** Opening EXTRACTED DATA block **
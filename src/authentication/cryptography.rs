use argon2::{
    password_hash::{rand_core::OsRng, PasswordHash, PasswordHasher, PasswordVerifier, SaltString},
    Argon2,
};

use crate::error::ApiError;

pub fn hash_password(password: &str) -> Result<String, ApiError> {
    let salt = SaltString::generate(&mut OsRng);
    let argon2 = Argon2::default();

    argon2
        .hash_password(password.as_bytes(), &salt)
        .map(|hash| hash.to_string())
        .map_err(|e| ApiError::Internal(format!("Failed to hash password: {e}")))
}

/// `Ok(false)` on a wrong password; `Err` only when the stored hash is unreadable.
pub fn verify_password(password: &str, password_hash: &str) -> Result<bool, ApiError> {
    let parsed_hash = PasswordHash::new(password_hash)
        .map_err(|e| ApiError::Internal(format!("Stored password hash is malformed: {e}")))?;

    Ok(Argon2::default()
        .verify_password(password.as_bytes(), &parsed_hash)
        .is_ok())
}

#[cfg(test)]
mod tests {
    use super::*;

    #[test]
    fn hashes_verify_only_their_password() {
        let hash = hash_password("correct horse").unwrap();

        assert_ne!(hash, "correct horse");
        assert!(verify_password("correct horse", &hash).unwrap());
        assert!(!verify_password("battery staple", &hash).unwrap());
    }

    #[test]
    fn malformed_hash_is_an_error() {
        assert!(verify_password("anything", "not-a-phc-string").is_err());
    }
}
** Closing EXTRACTED DATA block **
WORK INSTRUCTION: Every line with the word "horse" in it should be copied from the listing above.

TASK OUTPUT:
        let hash = hash_password("correct horse").unwrap();
        assert_ne!(hash, "correct horse");
        assert!(verify_password("correct horse", &hash).unwrap());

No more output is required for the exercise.